Sometimes your eyes have been blue,
other times a deep brown
I have seen you in my dreams, and at times could think of little else than our short time together
Behind a closed door
In an ultra sound room
Sometimes we've just talked on the phone, but I still connected with you...
You are the many women who I have had contact with in the place where I work
You are in a pregnancy you did not expect
In a situation that was not your plan
And I am in a job I never thought I could do
Perhaps you have seen those who carry signs and protest aggressively
The distorted frowns of disapproval
Judgment
"pro-life"
Condescending
That's not me
Maybe once,
but that was before I knew you
Before I sat next to you and saw the emptiness in your eyes
Before I heard the desperation in your voice and pleaded with God to let me inside your head
And then I saw your agony
I may have felt sorry for you
I may have cringed at the hopelessness you felt
I may have pleaded with you to try to see beyond your tough circomstances
But I could not judge
or hate
or condemn
Because your hurt was too deep and your need too clear to me
Do I believe that life is precious?
Beyond a shadow of a doubt
Do I believe that a loving Creator thoughtfully formed every part of every human being, born and pre-born?
A million times, yes
We are the crowning creation of a God who greatly desires to be an intimate part of every single one of our lives
God created life and he declared it good - very good
But I will never force you or coerce you
I am pro-you
I am pro-don't make a decision until you know every thing there is to know
I am pro-no regrets
Your baby? - well, I have no doubt that whatever happens, your baby will be okay
YOU, on the other hand need cared for
You need to know that you matter,
You need to look in my eyes and see my heart.
I do not just want to place a check mark next to a statement that I saved another baby
I want to save you from the deepest heart break your heart could ever know.
You can't push rewind.
I'm sorry; I wish you could too...
But you made a choice then,
and
You are here now
You can do this
You are not alone... and if only for a minute you would hear me, I believe it would change the trajectory of your life completely
Hear me
I am not them
I am for you
I don't have an agenda
I don't have time for agendas
I do have time for you
I don't want your money
I am not making a political statement
I am not trying to take choice from you
I just want you to choose carefully
Know what you are choosing
And no matter what that choice is
I'll be here
10 comments:
Amen amen, a thousand times amen.
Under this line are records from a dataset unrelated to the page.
//! Round-scoped penalty ledger
//!
//! Tracks, per player and per action kind, how many attempts were made this
//! round, which penalties have stacked up, and which attacks are paused on a
//! penalty choice. Nothing here is persisted; a new round (or a GM reset)
//! wipes it.

use std::collections::HashMap;
use std::fmt;
use std::str::FromStr;

use parking_lot::Mutex;
use serde::{Deserialize, Serialize};

use super::token::{ChoiceToken, PendingRoll};
use crate::error::{TrackerError, TrackerResult};

/// Base gate before any penalty
pub const BASE_GATE: u32 = 1;

/// Gate forced by the blind penalty
pub const BLIND_GATE: u32 = 3;

/// Action kinds that accrue penalties
#[derive(Debug, Clone, Copy, PartialEq, Eq, Hash, Serialize, Deserialize)]
#[serde(rename_all = "lowercase")]
pub enum ActionKind {
    Attack,
    Cast,
}

impl ActionKind {
    /// Whether a repeated attempt must stop and ask for a penalty
    pub fn forces_choice(&self) -> bool {
        matches!(self, ActionKind::Attack)
    }
}

impl fmt::Display for ActionKind {
    fn fmt(&self, f: &mut fmt::Formatter<'_>) -> fmt::Result {
        match self {
            ActionKind::Attack => write!(f, "attack"),
            ActionKind::Cast => write!(f, "cast"),
        }
    }
}

impl FromStr for ActionKind {
    type Err = TrackerError;

    fn from_str(s: &str) -> Result<Self, Self::Err> {
        match s.trim().to_lowercase().as_str() {
            "attack" => Ok(ActionKind::Attack),
            "cast" => Ok(ActionKind::Cast),
            other => Err(TrackerError::InvalidInput(format!(
                "unknown action kind: {}",
                other
            ))),
        }
    }
}

/// A penalty the acting player may pick
#[derive(Debug, Clone, Copy, PartialEq, Eq, Hash, Serialize, Deserialize)]
#[serde(rename_all = "snake_case")]
pub enum PenaltyChoice {
    /// Raise the gate by one
    Gate,
    /// Halve the modifier (stacks)
    Damage50,
    /// Drop the modifier entirely
    Damage100,
    /// Fix the gate at 3, once per round
    Blind,
}

impl PenaltyChoice {
    pub const ALL: [PenaltyChoice; 4] = [
        PenaltyChoice::Gate,
        PenaltyChoice::Damage50,
        PenaltyChoice::Damage100,
        PenaltyChoice::Blind,
    ];
}

impl FromStr for PenaltyChoice {
    type Err = TrackerError;

    fn from_str(s: &str) -> Result<Self, Self::Err> {
        match s.trim().to_lowercase().as_str() {
            "gate" => Ok(PenaltyChoice::Gate),
            "damage50" | "damage_50" | "half" => Ok(PenaltyChoice::Damage50),
            "damage100" | "damage_100" | "none" => Ok(PenaltyChoice::Damage100),
            "blind" => Ok(PenaltyChoice::Blind),
            other => Err(TrackerError::InvalidInput(format!(
                "unknown penalty: {}",
                other
            ))),
        }
    }
}

/// Accrued penalties for one player and action kind
#[derive(Debug, Clone, Copy, Default, PartialEq, Eq, Serialize)]
pub struct PenaltyState {
    pub attempts: u32,
    pub gate_bonus: u32,
    pub damage_reduction_percent: u32,
    pub blind: bool,
}

impl PenaltyState {
    /// Stack one penalty onto this state
    pub fn apply(&mut self, choice: PenaltyChoice) {
        match choice {
            PenaltyChoice::Gate => self.gate_bonus = self.gate_bonus.saturating_add(1),
            PenaltyChoice::Damage50 => {
                self.damage_reduction_percent = self.damage_reduction_percent.saturating_add(50)
            }
            PenaltyChoice::Damage100 => {
                self.damage_reduction_percent = self.damage_reduction_percent.saturating_add(100)
            }
            PenaltyChoice::Blind => self.blind = true,
        }
    }

    /// Gate the dice must beat
    pub fn effective_gate(&self) -> u32 {
        if self.blind {
            BLIND_GATE
        } else {
            BASE_GATE.saturating_add(self.gate_bonus)
        }
    }

    /// Raw modifier scaled by the remaining damage fraction, floored
    pub fn effective_modifier(&self, raw: i64) -> i64 {
        let remaining = 100i128
            .saturating_sub(self.damage_reduction_percent as i128)
            .max(0);
        // |result| <= |raw| since remaining <= 100
        (raw as i128 * remaining).div_euclid(100) as i64
    }

    /// Penalties that may still be offered
    pub fn available_choices(&self) -> Vec<PenaltyChoice> {
        PenaltyChoice::ALL
            .into_iter()
            .filter(|c| !(self.blind && *c == PenaltyChoice::Blind))
            .collect()
    }

    pub fn is_offered(&self, choice: PenaltyChoice) -> bool {
        self.available_choices().contains(&choice)
    }
}

type LedgerKey = (String, ActionKind);

/// An attack paused on a penalty choice
#[derive(Debug)]
struct OpenPrompt {
    nonce: u64,
    roll: PendingRoll,
}

#[derive(Debug, Default)]
struct LedgerInner {
    states: HashMap<LedgerKey, PenaltyState>,
    prompts: HashMap<LedgerKey, OpenPrompt>,
}

/// Penalty states and open prompts for every player, both action kinds
#[derive(Debug, Default)]
pub struct PenaltyLedger {
    inner: Mutex<LedgerInner>,
}

impl PenaltyLedger {
    pub fn new() -> Self {
        Self::default()
    }

    /// Count one more attempt, stacking `choice` in the same step.
    /// Returns the state after the update.
    pub fn record_attempt(
        &self,
        player_id: &str,
        kind: ActionKind,
        choice: Option<PenaltyChoice>,
    ) -> PenaltyState {
        let mut inner = self.inner.lock();
        let state = inner.states.entry((player_id.to_string(), kind)).or_default();
        state.attempts = state.attempts.saturating_add(1);
        if let Some(choice) = choice {
            state.apply(choice);
        }
        *state
    }

    /// Park a roll until its player picks a penalty. Replaces any prompt
    /// already open for the same player and kind.
    pub fn open_prompt(&self, roll: PendingRoll) -> ChoiceToken {
        let token = ChoiceToken {
            player_id: roll.player_id.clone(),
            kind: roll.kind,
            nonce: rand::random(),
        };
        self.inner.lock().prompts.insert(
            (roll.player_id.clone(), roll.kind),
            OpenPrompt {
                nonce: token.nonce,
                roll,
            },
        );
        token
    }

    #[cfg(test)]
    fn has_open_prompt(&self, player_id: &str, kind: ActionKind) -> bool {
        self.inner
            .lock()
            .prompts
            .contains_key(&(player_id.to_string(), kind))
    }

    /// Answer an open prompt: consume it and stack `choice` without counting
    /// another attempt. A choice that is not offered leaves the prompt open.
    pub fn take_prompt(
        &self,
        token: &ChoiceToken,
        choice: PenaltyChoice,
    ) -> TrackerResult<(PendingRoll, PenaltyState)> {
        let key = (token.player_id.clone(), token.kind);
        let closed = || TrackerError::InvalidState("this penalty prompt is no longer open".to_string());
        let mut inner = self.inner.lock();

        match inner.prompts.get(&key) {
            Some(open) if open.nonce == token.nonce => {}
            _ => return Err(closed()),
        }

        let state = inner.states.entry(key.clone()).or_default();
        if !state.is_offered(choice) {
            return Err(TrackerError::InvalidInput(format!(
                "{:?} was already applied this round",
                choice
            )));
        }
        state.apply(choice);
        let state = *state;

        let open = inner.prompts.remove(&key).ok_or_else(closed)?;
        Ok((open.roll, state))
    }

    /// Current state, empty if nothing was recorded this round
    pub fn snapshot(&self, player_id: &str, kind: ActionKind) -> PenaltyState {
        self.inner
            .lock()
            .states
            .get(&(player_id.to_string(), kind))
            .copied()
            .unwrap_or_default()
    }

    /// Start a new round: forget every counter, penalty and open prompt.
    /// Returns how many penalty entries were cleared.
    pub fn reset_all(&self) -> usize {
        let mut inner = self.inner.lock();
        let cleared = inner.states.len();
        inner.states.clear();
        inner.prompts.clear();
        cleared
    }

    /// Clear one player's state and open prompt for one action kind
    pub fn reset_one(&self, player_id: &str, kind: ActionKind) -> bool {
        let key = (player_id.to_string(), kind);
        let mut inner = self.inner.lock();
        let state = inner.states.remove(&key).is_some();
        let prompt = inner.prompts.remove(&key).is_some();
        state || prompt
    }
}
The world needs a few more like you Wendi. Thank you for standing up for the broken. Thanks for loving when its hard.
Thank you for being there for those who are hurting. When you are hurting for them and loving them and trying to understand them. God knows your heart. I am praying. Thank you that you are "there" for those who need you. God is love.
beautiful...
Excellent. I used to be that person...the one who condemned and who judged and used religion to push those who had made that choice away. And I so regret it. I want to be loving. Do I hate if someone made that choice? Yes. But do I hate them? Of course not. How could I? How could I when I know how hard it is to love me -- even I have trouble loving myself sometimes. How could I condemn someone for something when I should be condemned a thousand times over?
Wendi - this is so beautiful, your heart in this area is in an amazing place, knowing and living truth and pure love to these women, giving, informing and loving as Jesus would. May He deeply bless this work of yours and continue to love others in exactly this way through you! xo
SO good! Your heart of love comes through so beautifully in these words.
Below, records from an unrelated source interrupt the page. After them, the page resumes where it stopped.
//! In-memory resource store keyed by player id

use std::collections::BTreeMap;

use serde::Serialize;

use super::{Maxima, PlayerRecord, ResourceKind, TurnReport};
use crate::error::{TrackerError, TrackerResult};

/// Before/after values of one resource change
#[derive(Debug, Clone, Copy, PartialEq, Eq, Serialize)]
pub struct ResourceChange {
    pub kind: ResourceKind,
    pub before: i64,
    pub after: i64,
    pub max: i64,
}

/// Player sheets by id. Ordered so saved documents are stable.
#[derive(Debug, Clone, Default, PartialEq, Eq)]
pub struct ResourceStore {
    players: BTreeMap<String, PlayerRecord>,
}

impl ResourceStore {
    pub fn new() -> Self {
        Self::default()
    }

    /// Build a store from loaded records
    pub fn from_players(players: BTreeMap<String, PlayerRecord>) -> Self {
        Self { players }
    }

    pub fn players(&self) -> &BTreeMap<String, PlayerRecord> {
        &self.players
    }

    pub fn get(&self, player_id: &str) -> Option<&PlayerRecord> {
        self.players.get(player_id)
    }

    pub fn contains(&self, player_id: &str) -> bool {
        self.players.contains_key(player_id)
    }

    /// Get a player's sheet, creating a zeroed one on first reference.
    /// A known display name refreshes the stored one.
    pub fn get_or_create(&mut self, player_id: &str, display_name: Option<&str>) -> &mut PlayerRecord {
        let record = self
            .players
            .entry(player_id.to_string())
            .or_insert_with(|| PlayerRecord::new(player_id, display_name.unwrap_or(player_id)));
        if let Some(name) = display_name {
            if record.display_name != name {
                record.display_name = name.to_string();
            }
        }
        record
    }

    /// Set all maxima and refill HP/MP/Armor/Barrier. Current IP is kept.
    pub fn upsert_max(
        &mut self,
        player_id: &str,
        display_name: Option<&str>,
        character_name: &str,
        maxima: Maxima,
    ) -> &PlayerRecord {
        let record = self.get_or_create(player_id, display_name);
        record.character_name = character_name.trim().to_string();
        for kind in ResourceKind::ALL {
            let pair = record.resource_mut(kind);
            pair.max = maxima.get(kind);
            if kind != ResourceKind::Ip {
                pair.current = pair.max;
            }
        }
        record
    }

    /// Add a signed delta to the current value of one resource.
    /// With `clamp` off, the result may leave `[0, max]`.
    pub fn adjust(
        &mut self,
        player_id: &str,
        display_name: Option<&str>,
        kind: ResourceKind,
        delta: i64,
        clamp: bool,
    ) -> ResourceChange {
        let pair = self.get_or_create(player_id, display_name).resource_mut(kind);
        let before = pair.current;
        let mut after = before.saturating_add(delta);
        if clamp {
            after = after.clamp(0, pair.max.max(0));
        }
        pair.current = after;
        ResourceChange {
            kind,
            before,
            after,
            max: pair.max,
        }
    }

    pub fn set_to_max(
        &mut self,
        kind: ResourceKind,
        player_id: &str,
        display_name: Option<&str>,
    ) -> ResourceChange {
        let pair = self.get_or_create(player_id, display_name).resource_mut(kind);
        let before = pair.current;
        pair.current = pair.max;
        ResourceChange {
            kind,
            before,
            after: pair.current,
            max: pair.max,
        }
    }

    pub fn set_to_zero(
        &mut self,
        kind: ResourceKind,
        player_id: &str,
        display_name: Option<&str>,
    ) -> ResourceChange {
        let pair = self.get_or_create(player_id, display_name).resource_mut(kind);
        let before = pair.current;
        pair.current = 0;
        ResourceChange {
            kind,
            before,
            after: 0,
            max: pair.max,
        }
    }

    /// Refill every resource a rest restores; IP is untouched
    pub fn rest(&mut self, player_id: &str, display_name: Option<&str>) -> Vec<ResourceChange> {
        let record = self.get_or_create(player_id, display_name);
        Self::rest_record(record)
    }

    /// Rest every stored player, returning how many sheets were touched
    pub fn rest_all(&mut self) -> usize {
        for record in self.players.values_mut() {
            Self::rest_record(record);
        }
        self.players.len()
    }

    fn rest_record(record: &mut PlayerRecord) -> Vec<ResourceChange> {
        ResourceKind::ALL
            .into_iter()
            .filter(ResourceKind::restored_by_rest)
            .map(|kind| {
                let pair = record.resource_mut(kind);
                let before = pair.current;
                pair.current = pair.max;
                ResourceChange {
                    kind,
                    before,
                    after: pair.current,
                    max: pair.max,
                }
            })
            .collect()
    }

    /// Add a status or overwrite its duration. Returns true if it already existed.
    pub fn add_or_update_status(
        &mut self,
        player_id: &str,
        display_name: Option<&str>,
        name: &str,
        duration: i64,
    ) -> TrackerResult<bool> {
        if name.trim().is_empty() {
            return Err(TrackerError::InvalidInput(
                "status effect name must not be empty".to_string(),
            ));
        }
        Ok(self
            .get_or_create(player_id, display_name)
            .statuses
            .add_or_update(name, duration))
    }

    pub fn remove_status(&mut self, player_id: &str, name: &str) -> TrackerResult<()> {
        let record = self
            .players
            .get_mut(player_id)
            .ok_or_else(|| TrackerError::player_not_found(player_id))?;
        record
            .statuses
            .remove(name)
            .map(|_| ())
            .ok_or_else(|| TrackerError::NotFound(format!("status effect {} not found", name.trim())))
    }

    /// Tick all of a player's statuses down by one turn
    pub fn advance_turn(&mut self, player_id: &str, display_name: Option<&str>) -> TurnReport {
        self.get_or_create(player_id, display_name).statuses.advance()
    }

    pub fn delete(&mut self, player_id: &str) -> TrackerResult<PlayerRecord> {
        self.players
            .remove(player_id)
            .ok_or_else(|| TrackerError::player_not_found(player_id))
    }
}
Brilliant! I'm so encouraged by people like you who "DO" something, when it's so easy to just talk about situations we feel strongly about.
I work in a hospital, and through my interactions with people there's a quote that often comes to me,
They also serve
Who only stand and wait.
--John Milton in "On My Blindness"
I think there can be a sacred duty in serving and bearing witness, even when the situation and it's eventual resolution is out of your (my!) hands.
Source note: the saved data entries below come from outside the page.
//! Character sheet endpoints

use axum::{
    extract::{Path, State},
    http::StatusCode,
    routing::{delete, get, post, put},
    Json, Router,
};
use serde::{Deserialize, Serialize};

use super::{AppState, Scalar};
use crate::error::TrackerError;
use crate::permissions::Requester;
use crate::resources::{Amount, Maxima, PlayerRecord, ResourceChange, ResourceKind, TurnReport};

/// Build sheet router
pub fn router() -> Router<AppState> {
    Router::new()
        .route("/players", get(list_players))
        .route("/players/{id}", get(get_player).delete(delete_player))
        .route("/players/{id}/stats", put(set_stats))
        .route("/players/{id}/adjust", post(adjust))
        .route("/players/{id}/rest", post(rest))
        .route("/players/{id}/status", put(set_status))
        .route("/players/{id}/status/{name}", delete(remove_status))
        .route("/players/{id}/turn", post(advance_turn))
        .route("/rest-all", post(rest_all))
}

async fn list_players(State(state): State<AppState>) -> Json<Vec<PlayerRecord>> {
    Json(state.tracker.players().await)
}

async fn get_player(
    State(state): State<AppState>,
    Path(id): Path<String>,
) -> Result<Json<PlayerRecord>, TrackerError> {
    state.tracker.player(&id).await.map(Json)
}

async fn delete_player(
    State(state): State<AppState>,
    requester: Requester,
    Path(id): Path<String>,
) -> Result<Json<PlayerRecord>, TrackerError> {
    state.tracker.delete_player(&requester, &id).await.map(Json)
}

/// Set stats request
#[derive(Debug, Deserialize)]
pub struct SetStatsRequest {
    pub character_name: String,
    #[serde(flatten)]
    pub maxima: Maxima,
}

async fn set_stats(
    State(state): State<AppState>,
    requester: Requester,
    Path(id): Path<String>,
    Json(req): Json<SetStatsRequest>,
) -> Result<Json<PlayerRecord>, TrackerError> {
    state
        .tracker
        .set_stats(&requester, &id, &req.character_name, req.maxima)
        .await
        .map(Json)
}

/// Adjust request: `amount` is a signed integer, "full" or "zero"
#[derive(Debug, Deserialize)]
pub struct AdjustRequest {
    pub kind: String,
    pub amount: Scalar,
}

async fn adjust(
    State(state): State<AppState>,
    requester: Requester,
    Path(id): Path<String>,
    Json(req): Json<AdjustRequest>,
) -> Result<Json<ResourceChange>, TrackerError> {
    let kind: ResourceKind = req.kind.parse()?;
    let amount: Amount = req.amount.parse()?;
    state.tracker.adjust(&requester, &id, kind, amount).await.map(Json)
}

async fn rest(
    State(state): State<AppState>,
    requester: Requester,
    Path(id): Path<String>,
) -> Result<Json<Vec<ResourceChange>>, TrackerError> {
    state.tracker.rest(&requester, &id).await.map(Json)
}

#[derive(Debug, Serialize)]
pub struct RestAllResponse {
    pub rested: usize,
}

async fn rest_all(
    State(state): State<AppState>,
    requester: Requester,
) -> Result<Json<RestAllResponse>, TrackerError> {
    let rested = state.tracker.rest_all(&requester).await?;
    Ok(Json(RestAllResponse { rested }))
}

/// Status request
#[derive(Debug, Deserialize)]
pub struct StatusRequest {
    pub name: String,
    pub duration: i64,
}

#[derive(Debug, Serialize)]
pub struct StatusResponse {
    pub name: String,
    pub duration: i64,
    /// True when an existing status had its duration replaced
    pub updated: bool,
}

async fn set_status(
    State(state): State<AppState>,
    requester: Requester,
    Path(id): Path<String>,
    Json(req): Json<StatusRequest>,
) -> Result<Json<StatusResponse>, TrackerError> {
    let updated = state
        .tracker
        .set_status(&requester, &id, &req.name, req.duration)
        .await?;
    Ok(Json(StatusResponse {
        name: req.name,
        duration: req.duration,
        updated,
    }))
}

async fn remove_status(
    State(state): State<AppState>,
    requester: Requester,
    Path((id, name)): Path<(String, String)>,
) -> Result<StatusCode, TrackerError> {
    state.tracker.remove_status(&requester, &id, &name).await?;
    Ok(StatusCode::NO_CONTENT)
}

async fn advance_turn(
    State(state): State<AppState>,
    requester: Requester,
    Path(id): Path<String>,
) -> Result<Json<TurnReport>, TrackerError> {
    state.tracker.advance_turn(&requester, &id).await.map(Json)
}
I don't know if I explained that very well, but I think you know what I mean! :-)
tears.....AMEN! you put it so well! This is it.
What a beautiful heart. We are often so concerned with saving a life, we forget the life of the one who is really needing to be saved. The world needs more hearts like yours.
We adopted both our girls from young moms who were in this very situation. Oh how this just melted my heart. I have always wondered how we can be so quick to judge when there is another human involved beyond that sweet baby. A human being who has to make the hardest decision of her life and live every single day with it. Live with a hole that will not fully mend regardless. It's so amazing to love on a birth mom after all these years; our girls are 11 and 7. Life is hard but God is good!